後継者不足の現状と解決策|中小企業の事業承継について
目次
現在日本には、経営者の高齢化にともない、事業を後継者に引き継ぐ事業承継を実施する企業が多く存在します。しかし、後継者不足を理由に廃業せざるを得ない企業も存在し、社会問題になっていることをご存じでしょうか。
この記事では、日本における後継者不足の現状や背景、それに対しての具体的な解決策を解説します。事業承継は早期に取り組みを開始し、専門家を交えて中長期的なプランに沿って進めていくことが大切です。将来的な事業承継に向けて、現状把握や課題の整理に本記事をお役立てください。
後継者不足の現状
日本国内において、後継者不足による廃業が増加しています。その背景にはどのような問題があるのでしょうか。現状を踏まえて解説します。
休廃業・解散した企業は倒産した企業の7倍
東京商工リサーチのデータによると、2021年における企業倒産件数は6,030件と、政府や自治体による支援もあって57年ぶりの低水準になりました。

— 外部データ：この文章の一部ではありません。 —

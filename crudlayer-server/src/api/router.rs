//! Router builder for the HTTP server

use std::time::Duration;

use axum::{
    Router,
    error_handling::HandleErrorLayer,
    http::{HeaderName, Request},
    routing::{MethodRouter, get},
};
use tower::{ServiceBuilder, timeout::TimeoutLayer};
use tower_http::{
    request_id::{MakeRequestId, PropagateRequestIdLayer, RequestId, SetRequestIdLayer},
    trace::{DefaultMakeSpan, DefaultOnRequest, DefaultOnResponse, TraceLayer},
};
use uuid::Uuid;

use super::error::handle_layer_error;

const REQUEST_ID_HEADER: &str = "x-request-id";

/// Generates time-ordered request ids.
#[derive(Debug, Clone, Copy, Default)]
pub struct MakeRequestUuidV7;

impl MakeRequestId for MakeRequestUuidV7 {
    fn make_request_id<B>(&mut self, _request: &Request<B>) -> Option<RequestId> {
        let id = Uuid::now_v7().to_string().parse().ok()?;
        Some(RequestId::new(id))
    }
}

/// Builder for the main HTTP router
pub struct RouterBuilder {
    router: Router,
}

impl RouterBuilder {
    /// Starts a router that already answers `GET /healthz`.
    pub fn new() -> Self {
        Self {
            router: Router::new().route("/healthz", get(|| async { "ok" })),
        }
    }

    pub fn route(mut self, path: &str, route: MethodRouter) -> Self {
        self.router = self.router.route(path, route);
        self
    }

    /// Mount a resource router under `/api/{name}`
    pub fn mount_module(mut self, name: &str, module_router: Router) -> Self {
        self.router = self.router.nest(&format!("/api/{name}"), module_router);
        self
    }

    pub fn with_tracing(mut self) -> Self {
        self.router = self.router.layer(
            TraceLayer::new_for_http()
                .make_span_with(DefaultMakeSpan::new().include_headers(true))
                .on_request(DefaultOnRequest::new().level(tracing::Level::INFO))
                .on_response(DefaultOnResponse::new().level(tracing::Level::INFO)),
        );
        self
    }

    /// Sets `x-request-id` on requests lacking one and echoes it on the response.
    pub fn with_request_id(mut self) -> Self {
        let header = HeaderName::from_static(REQUEST_ID_HEADER);
        self.router = self
            .router
            .layer(PropagateRequestIdLayer::new(header.clone()))
            .layer(SetRequestIdLayer::new(header, MakeRequestUuidV7));
        self
    }

    /// Answers requests running past `timeout_ms` with an enveloped `RequestTimeout`.
    pub fn with_timeout(mut self, timeout_ms: u64) -> Self {
        self.router = self.router.layer(
            ServiceBuilder::new()
                .layer(HandleErrorLayer::new(handle_layer_error))
                .layer(TimeoutLayer::new(Duration::from_millis(timeout_ms))),
        );
        self
    }

    pub fn build(self) -> Router {
        self.router
    }
}

impl Default for RouterBuilder {
    fn default() -> Self {
        Self::new()
    }
}

#[cfg(test)]
mod tests {
    use super::*;
    use axum::{
        body::{Body, to_bytes},
        http::StatusCode,
    };
    use serde_json::{Value, json};
    use tower::ServiceExt;

    #[tokio::test]
    async fn answers_health_check() {
        let router = RouterBuilder::new().build();

        let response = router
            .oneshot(Request::get("/healthz").body(Body::empty()).unwrap())
            .await
            .unwrap();

        assert_eq!(response.status(), StatusCode::OK);
    }

    #[tokio::test]
    async fn mounts_modules_under_api() {
        let module = Router::new().route("/", get(|| async { "module" }));
        let router = RouterBuilder::new().mount_module("books", module).build();

        let response = router
            .oneshot(Request::get("/api/books").body(Body::empty()).unwrap())
            .await
            .unwrap();

        assert_eq!(response.status(), StatusCode::OK);
    }

    #[tokio::test]
    async fn request_id_is_generated_and_echoed() {
        let router = RouterBuilder::new().with_request_id().build();

        let response = router
            .clone()
            .oneshot(Request::get("/healthz").body(Body::empty()).unwrap())
            .await
            .unwrap();
        let generated = response.headers().get(REQUEST_ID_HEADER).unwrap();
        assert!(Uuid::parse_str(generated.to_str().unwrap()).is_ok());

        let response = router
            .oneshot(
                Request::get("/healthz")
                    .header(REQUEST_ID_HEADER, "req-1")
                    .body(Body::empty())
                    .unwrap(),
            )
            .await
            .unwrap();
        assert_eq!(response.headers().get(REQUEST_ID_HEADER).unwrap(), "req-1");
    }

    #[tokio::test]
    async fn slow_requests_time_out_with_error_envelope() {
        let router = RouterBuilder::new()
            .route(
                "/slow",
                get(|| async {
                    tokio::time::sleep(Duration::from_millis(500)).await;
                    "done"
                }),
            )
            .with_timeout(20)
            .build();

        let response = router
            .clone()
            .oneshot(Request::get("/slow").body(Body::empty()).unwrap())
            .await
            .unwrap();

        assert_eq!(response.status(), StatusCode::REQUEST_TIMEOUT);
        let bytes = to_bytes(response.into_body(), usize::MAX).await.unwrap();
        let body: Value = serde_json::from_slice(&bytes).unwrap();
        assert_eq!(
            body,
            json!({
                "error": {
                    "code": 100_002,
                    "name": "RequestTimeout",
                    "message": "request timed out",
                }
            })
        );

        let response = router
            .oneshot(Request::get("/healthz").body(Body::empty()).unwrap())
            .await
            .unwrap();
        assert_eq!(response.status(), StatusCode::OK);
    }
}
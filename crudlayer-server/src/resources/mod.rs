//! Resource models served over HTTP.
//!
//! Each resource wraps a [`BaseModel`](crudlayer::model::BaseModel) with its own field
//! validation, uniqueness pre-checks, search options and sort order, and exposes the
//! result through [`CrudResource`] so one set of HTTP handlers serves all of them.

pub mod books;
pub mod users;

use async_trait::async_trait;
use serde::de::DeserializeOwned;

use crudlayer::prelude::{CrudError, CrudResult, Item, PaginationData};

pub use books::{Book, BookSearchOptions, BookUpdate, BooksModel};
pub use users::{User, UserSearchOptions, UserUpdate, UsersModel};

/// The operations the HTTP layer needs from a resource.
#[async_trait]
pub trait CrudResource: Send + Sync + 'static {
    type Item: Item;
    type Update: DeserializeOwned + Send + 'static;
    type SearchOptions: DeserializeOwned + Send + 'static;

    /// Route segment the resource is mounted under, as in `/api/{name}`.
    fn name(&self) -> &'static str;

    async fn insert(&self, item: Self::Item) -> CrudResult<()>;

    async fn read_one(&self, id: &str) -> CrudResult<Self::Item>;

    async fn read(&self, options: Self::SearchOptions) -> CrudResult<PaginationData<Self::Item>>;

    async fn update(&self, patch: Self::Update) -> CrudResult<()>;

    async fn delete(&self, id: &str) -> CrudResult<()>;
}

/// Fails with `DataValidationFailed` when `value` is empty.
pub(crate) fn require_non_empty(field: &str, value: &str) -> CrudResult<()> {
    if value.is_empty() {
        return Err(CrudError::DataValidationFailed(format!(
            "{field} must not be empty"
        )));
    }
    Ok(())
}

/// Like [`require_non_empty`], for a patch field that may be absent.
pub(crate) fn require_non_empty_if_present(field: &str, value: Option<&str>) -> CrudResult<()> {
    value.map_or(Ok(()), |value| require_non_empty(field, value))
}
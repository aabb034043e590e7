use axum::{
    Router,
    body::{Body, to_bytes},
    http::{Method, Request, StatusCode, header},
};
use serde_json::{Value, json};
use tower::ServiceExt;

use crudlayer::memory::InMemoryStore;

use crate::{app::build_app, settings::Settings};

async fn app() -> Router {
    let mut settings = Settings::default();
    settings.search.page_size = 2;

    build_app(InMemoryStore::new(), &settings).await.unwrap()
}

async fn send(app: &Router, method: Method, uri: &str, body: Option<Value>) -> (StatusCode, Value) {
    let request = Request::builder().method(method).uri(uri);
    let request = match body {
        Some(body) => request
            .header(header::CONTENT_TYPE, "application/json")
            .body(Body::from(body.to_string())),
        None => request.body(Body::empty()),
    }
    .unwrap();

    let response = app.clone().oneshot(request).await.unwrap();
    let status = response.status();
    let bytes = to_bytes(response.into_body(), usize::MAX).await.unwrap();
    let body = if bytes.is_empty() {
        Value::Null
    } else {
        serde_json::from_slice(&bytes).unwrap()
    };

    (status, body)
}

fn book(id: &str, title: &str, author: &str, categories: &[&str]) -> Value {
    json!({
        "book_id": id,
        "title": title,
        "author": author,
        "description": "A book",
        "categories": categories,
    })
}

async fn seeded() -> Router {
    let app = app().await;
    for body in [
        book("book_0", "Title A", "Author A", &["Category A"]),
        book("book_1", "Title B", "Author A", &["Category B"]),
        book("book_3", "Title A", "Author B", &["Category A", "Category B"]),
    ] {
        let (status, _) = send(&app, Method::POST, "/api/books", Some(body)).await;
        assert_eq!(status, StatusCode::CREATED);
    }
    app
}

fn ids(page: &Value) -> Vec<&str> {
    page["result"]["data"]
        .as_array()
        .unwrap()
        .iter()
        .map(|item| item["book_id"].as_str().unwrap())
        .collect()
}

#[tokio::test]
async fn insert_answers_created_with_ok_status() {
    let app = app().await;

    let (status, body) = send(
        &app,
        Method::POST,
        "/api/books",
        Some(book("book_0", "Dune", "Frank Herbert", &[])),
    )
    .await;

    assert_eq!(status, StatusCode::CREATED);
    assert_eq!(body, json!({ "result": { "status": "OK" } }));
}

#[tokio::test]
async fn read_one_returns_item_or_not_found() {
    let app = seeded().await;

    let (status, body) = send(&app, Method::GET, "/api/books/book_1", None).await;
    assert_eq!(status, StatusCode::OK);
    assert_eq!(body["result"], book("book_1", "Title B", "Author A", &["Category B"]));

    let (status, body) = send(&app, Method::GET, "/api/books/ghost", None).await;
    assert_eq!(status, StatusCode::NOT_FOUND);
    assert_eq!(body["error"]["code"], 200_002);
    assert_eq!(body["error"]["name"], "ObjectIDNotFound");
}

#[tokio::test]
async fn duplicate_insert_is_a_bad_request() {
    let app = seeded().await;

    let (status, body) = send(
        &app,
        Method::POST,
        "/api/books",
        Some(book("book_9", "Title A", "Author A", &[])),
    )
    .await;

    assert_eq!(status, StatusCode::BAD_REQUEST);
    assert_eq!(body["error"]["name"], "DataAlreadyInUsed");
}

#[tokio::test]
async fn search_pages_and_filters() {
    let app = seeded().await;

    let (status, body) = send(&app, Method::GET, "/api/books", Some(json!({ "current_page": 1 }))).await;
    assert_eq!(status, StatusCode::OK);
    assert_eq!(body["result"]["page"], 1);
    assert_eq!(body["result"]["total_pages"], 2);
    assert_eq!(body["result"]["count"], 3);
    assert_eq!(ids(&body), vec!["book_0", "book_3"]);

    let (_, body) = send(
        &app,
        Method::GET,
        "/api/books",
        Some(json!({
            "current_page": 1,
            "title": { "match_type": 1, "value": "b" },
        })),
    )
    .await;
    assert_eq!(ids(&body), vec!["book_1"]);
    assert_eq!(body["result"]["total_pages"], 1);
}

#[tokio::test]
async fn search_errors_are_reported_with_codes() {
    let app = seeded().await;

    let (status, body) = send(&app, Method::GET, "/api/books", Some(json!({ "current_page": 0 }))).await;
    assert_eq!(status, StatusCode::BAD_REQUEST);
    assert_eq!(body["error"]["name"], "CurrentPageInvalid");

    let (status, body) = send(
        &app,
        Method::GET,
        "/api/books",
        Some(json!({
            "current_page": 1,
            "author": { "match_type": -1, "value": "a" },
        })),
    )
    .await;
    assert_eq!(status, StatusCode::BAD_REQUEST);
    assert_eq!(body["error"]["code"], 200_004);
}

#[tokio::test]
async fn update_answers_no_content() {
    let app = seeded().await;

    let (status, body) = send(
        &app,
        Method::PUT,
        "/api/books",
        Some(json!({ "book_id": "book_0", "description": "Revised" })),
    )
    .await;
    assert_eq!(status, StatusCode::NO_CONTENT);
    assert_eq!(body, Value::Null);

    let (_, body) = send(&app, Method::GET, "/api/books/book_0", None).await;
    assert_eq!(body["result"]["description"], "Revised");
    assert_eq!(body["result"]["title"], "Title A");
}

#[tokio::test]
async fn delete_uses_key_from_body() {
    let app = seeded().await;

    let (status, _) = send(&app, Method::DELETE, "/api/books", Some(json!({ "book_id": "book_0" }))).await;
    assert_eq!(status, StatusCode::NO_CONTENT);

    let (status, _) = send(&app, Method::DELETE, "/api/books", Some(json!({ "book_id": "book_0" }))).await;
    assert_eq!(status, StatusCode::NOT_FOUND);

    let (status, body) = send(&app, Method::DELETE, "/api/books", Some(json!({ "title": "Title B" }))).await;
    assert_eq!(status, StatusCode::BAD_REQUEST);
    assert_eq!(body["error"]["name"], "DataValidationFailed");
}

#[tokio::test]
async fn malformed_body_is_a_validation_failure() {
    let app = app().await;

    let request = Request::builder()
        .method(Method::POST)
        .uri("/api/users")
        .header(header::CONTENT_TYPE, "application/json")
        .body(Body::from("{\"user_id\": "))
        .unwrap();
    let response = app.oneshot(request).await.unwrap();

    assert_eq!(response.status(), StatusCode::BAD_REQUEST);
    let bytes = to_bytes(response.into_body(), usize::MAX).await.unwrap();
    let body: Value = serde_json::from_slice(&bytes).unwrap();
    assert_eq!(body["error"]["code"], 200_009);
}

#[tokio::test]
async fn users_are_served_alongside_books() {
    let app = app().await;
    let user = json!({
        "user_id": "user_1",
        "username": "alice",
        "password": "secret",
        "account_name": "Alice",
        "email": "alice@example.com",
    });

    let (status, _) = send(&app, Method::POST, "/api/users", Some(user.clone())).await;
    assert_eq!(status, StatusCode::CREATED);

    let (status, body) = send(
        &app,
        Method::GET,
        "/api/users",
        Some(json!({ "current_page": 1, "user_id": "user_1" })),
    )
    .await;
    assert_eq!(status, StatusCode::OK);
    assert_eq!(body["result"]["data"], json!([user]));
}
//! Error types and result types for store and model operations.
//!
//! Two layers of errors exist:
//!
//! - [`StoreError`] is what a [`StoreBackend`](crate::backend::StoreBackend) reports.
//! - [`CrudError`] is the domain taxonomy surfaced by models. Every variant carries a
//!   stable numeric [`code`](CrudError::code) and [`name`](CrudError::name) so callers
//!   can report it without matching on message text.

use bson::error::Error as BsonError;
use serde_json::Error as SerdeJsonError;
use thiserror::Error;

use crate::matching::MatchKind;

/// Represents all errors a storage backend can report.
#[derive(Error, Debug)]
pub enum StoreError {
    /// Serialization/deserialization error when converting between document formats (BSON, JSON).
    #[error("Serialization error: {0}")]
    Serialization(String),
    /// Error during store initialization or connection setup.
    #[error("Initialization error: {0}")]
    Initialization(String),
    /// A write would violate a unique index of the collection.
    #[error("Duplicate key in collection {collection}: {detail}")]
    DuplicateKey { collection: String, detail: String },
    /// The collection validator rejected the written document.
    #[error("Document rejected by collection {collection}: {detail}")]
    DocumentRejected { collection: String, detail: String },
    /// The document has an invalid structure.
    #[error("Invalid document: {0}")]
    InvalidDocument(String),
    /// An error occurred in the underlying storage backend.
    #[error("Backend error: {0}")]
    Backend(String),
}

/// A specialized `Result` type for backend operations.
pub type StoreResult<T> = Result<T, StoreError>;

impl From<BsonError> for StoreError {
    fn from(err: BsonError) -> Self {
        StoreError::Serialization(err.to_string())
    }
}

impl From<SerdeJsonError> for StoreError {
    fn from(err: SerdeJsonError) -> Self {
        StoreError::Serialization(err.to_string())
    }
}

pub const UNKNOWN_ERROR_CODE: u32 = 100_001;
pub const CURRENT_PAGE_INVALID_CODE: u32 = 200_001;
pub const OBJECT_ID_NOT_FOUND_CODE: u32 = 200_002;
pub const DUPLICATED_OBJECT_ID_CODE: u32 = 200_003;
pub const MATCH_TYPE_INVALID_CODE: u32 = 200_004;
pub const SORT_LIST_INVALID_CODE: u32 = 200_005;
pub const MATCH_KEY_DUPLICATED_CODE: u32 = 200_006;
pub const MATCH_VALUE_INVALID_CODE: u32 = 200_007;
pub const DATA_ALREADY_IN_USED_CODE: u32 = 200_008;
pub const DATA_VALIDATION_FAILED_CODE: u32 = 200_009;

/// Who an error is attributable to, which decides how it is reported.
#[derive(Debug, Clone, Copy, PartialEq, Eq)]
pub enum ErrorClass {
    /// The caller sent something unusable.
    Client,
    /// The addressed item does not exist.
    NotFound,
    /// The server failed or was misused internally.
    Internal,
}

/// Domain errors returned by models.
#[derive(Error, Debug)]
pub enum CrudError {
    /// The requested page number is below 1.
    #[error("Current page can be only positive integer")]
    CurrentPageInvalid,
    /// No item has the given ID.
    #[error("Item with ID {0} is not exist")]
    ObjectIdNotFound(String),
    /// An item with the given ID already exists.
    #[error("Item ID {0} is already used")]
    DuplicatedObjectId(String),
    /// The match type code is not one of the supported kinds.
    #[error("Match type {0} is invalid or unsupported")]
    MatchTypeInvalid(i64),
    /// A sort list was empty or repeated a key.
    #[error("Sort list is invalid: {0}")]
    SortListInvalid(String),
    /// A field received a second match predicate.
    #[error("Match key {0} is duplicated")]
    MatchKeyDuplicated(String),
    /// The match value has the wrong shape for its match kind.
    #[error("Given match value's type {value_type} is invalid or unsupported in match type {kind}")]
    MatchValueInvalid { value_type: &'static str, kind: MatchKind },
    /// Data that must be unique is already used by another item.
    #[error("Given data is already in used")]
    DataAlreadyInUsed,
    /// The given data failed validation.
    #[error("Given data is invalid or cannot be used: {0}")]
    DataValidationFailed(String),
    /// A model was constructed with unusable settings.
    #[error("Invalid configuration: {0}")]
    Configuration(String),
    /// Any backend failure not translated into a domain error.
    #[error(transparent)]
    Store(#[from] StoreError),
}

/// A specialized `Result` type for model operations.
pub type CrudResult<T> = Result<T, CrudError>;

impl CrudError {
    /// Stable numeric code of this error.
    pub fn code(&self) -> u32 {
        match self {
            CrudError::CurrentPageInvalid => CURRENT_PAGE_INVALID_CODE,
            CrudError::ObjectIdNotFound(_) => OBJECT_ID_NOT_FOUND_CODE,
            CrudError::DuplicatedObjectId(_) => DUPLICATED_OBJECT_ID_CODE,
            CrudError::MatchTypeInvalid(_) => MATCH_TYPE_INVALID_CODE,
            CrudError::SortListInvalid(_) => SORT_LIST_INVALID_CODE,
            CrudError::MatchKeyDuplicated(_) => MATCH_KEY_DUPLICATED_CODE,
            CrudError::MatchValueInvalid { .. } => MATCH_VALUE_INVALID_CODE,
            CrudError::DataAlreadyInUsed => DATA_ALREADY_IN_USED_CODE,
            CrudError::DataValidationFailed(_) => DATA_VALIDATION_FAILED_CODE,
            CrudError::Configuration(_) | CrudError::Store(_) => UNKNOWN_ERROR_CODE,
        }
    }

    /// Stable name of this error.
    pub fn name(&self) -> &'static str {
        match self {
            CrudError::CurrentPageInvalid => "CurrentPageInvalid",
            CrudError::ObjectIdNotFound(_) => "ObjectIDNotFound",
            CrudError::DuplicatedObjectId(_) => "DuplicatedObjectID",
            CrudError::MatchTypeInvalid(_) => "MatchTypeInvalid",
            CrudError::SortListInvalid(_) => "SortListInvalid",
            CrudError::MatchKeyDuplicated(_) => "MatchKeyDuplicated",
            CrudError::MatchValueInvalid { .. } => "MatchValueInvalid",
            CrudError::DataAlreadyInUsed => "DataAlreadyInUsed",
            CrudError::DataValidationFailed(_) => "DataValidationFailed",
            CrudError::Configuration(_) | CrudError::Store(_) => "UnknownError",
        }
    }

    pub fn class(&self) -> ErrorClass {
        match self {
            CrudError::ObjectIdNotFound(_) => ErrorClass::NotFound,
            CrudError::CurrentPageInvalid
            | CrudError::DuplicatedObjectId(_)
            | CrudError::MatchTypeInvalid(_)
            | CrudError::MatchValueInvalid { .. }
            | CrudError::DataAlreadyInUsed
            | CrudError::DataValidationFailed(_) => ErrorClass::Client,
            CrudError::SortListInvalid(_)
            | CrudError::MatchKeyDuplicated(_)
            | CrudError::Configuration(_)
            | CrudError::Store(_) => ErrorClass::Internal,
        }
    }

    /// Human readable message, with unclassified errors wrapped the way they are reported.
    pub fn message(&self) -> String {
        match self {
            CrudError::Configuration(_) | CrudError::Store(_) => {
                format!("unexpected error: {}", self)
            }
            _ => self.to_string(),
        }
    }
}

#[cfg(test)]
mod tests {
    use super::*;

    #[test]
    fn codes_are_stable() {
        assert_eq!(CrudError::CurrentPageInvalid.code(), 200_001);
        assert_eq!(CrudError::ObjectIdNotFound("x".into()).code(), 200_002);
        assert_eq!(CrudError::DataValidationFailed("x".into()).code(), 200_009);
        assert_eq!(
            CrudError::Store(StoreError::Backend("boom".into())).code(),
            UNKNOWN_ERROR_CODE
        );
    }

    #[test]
    fn not_found_is_its_own_class() {
        assert_eq!(
            CrudError::ObjectIdNotFound("book_0".into()).class(),
            ErrorClass::NotFound
        );
        assert_eq!(CrudError::DataAlreadyInUsed.class(), ErrorClass::Client);
        assert_eq!(
            CrudError::MatchKeyDuplicated("title".into()).class(),
            ErrorClass::Internal
        );
    }

    #[test]
    fn store_errors_are_reported_as_unknown() {
        let error = CrudError::from(StoreError::Backend("connection reset".into()));

        assert_eq!(error.name(), "UnknownError");
        assert_eq!(
            error.message(),
            "unexpected error: Backend error: connection reset"
        );
    }

    #[test]
    fn match_value_message_names_kind() {
        let error = CrudError::MatchValueInvalid {
            value_type: "list",
            kind: MatchKind::Partial,
        };

        assert_eq!(
            error.to_string(),
            "Given match value's type list is invalid or unsupported in match type Partial"
        );
    }
}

しかし、同年に休廃業・解散した企業(休廃業企業)は全国で4万4,377件と、統計を開始した2000年以降、3番目の高水準になっており、倒産の7倍以上の企業が休廃業している現状があります。
経営者の平均年齢の上昇が顕著
日本では経営者の高齢化が進んでおり、今後数年で多くの企業が、事業承継のタイミングを迎えると予測されています。
東京商工リサーチのデータによると、2021年度における全国の社長の平均年齢は62.49歳となっています。また、同社の調査をもとにしたデータを見てみると、休廃業企業の代表者の年齢は80代以上が20.0%、70代が42.6%、60代が23.3%となっており、60代以上が全体の8割以上を占めています。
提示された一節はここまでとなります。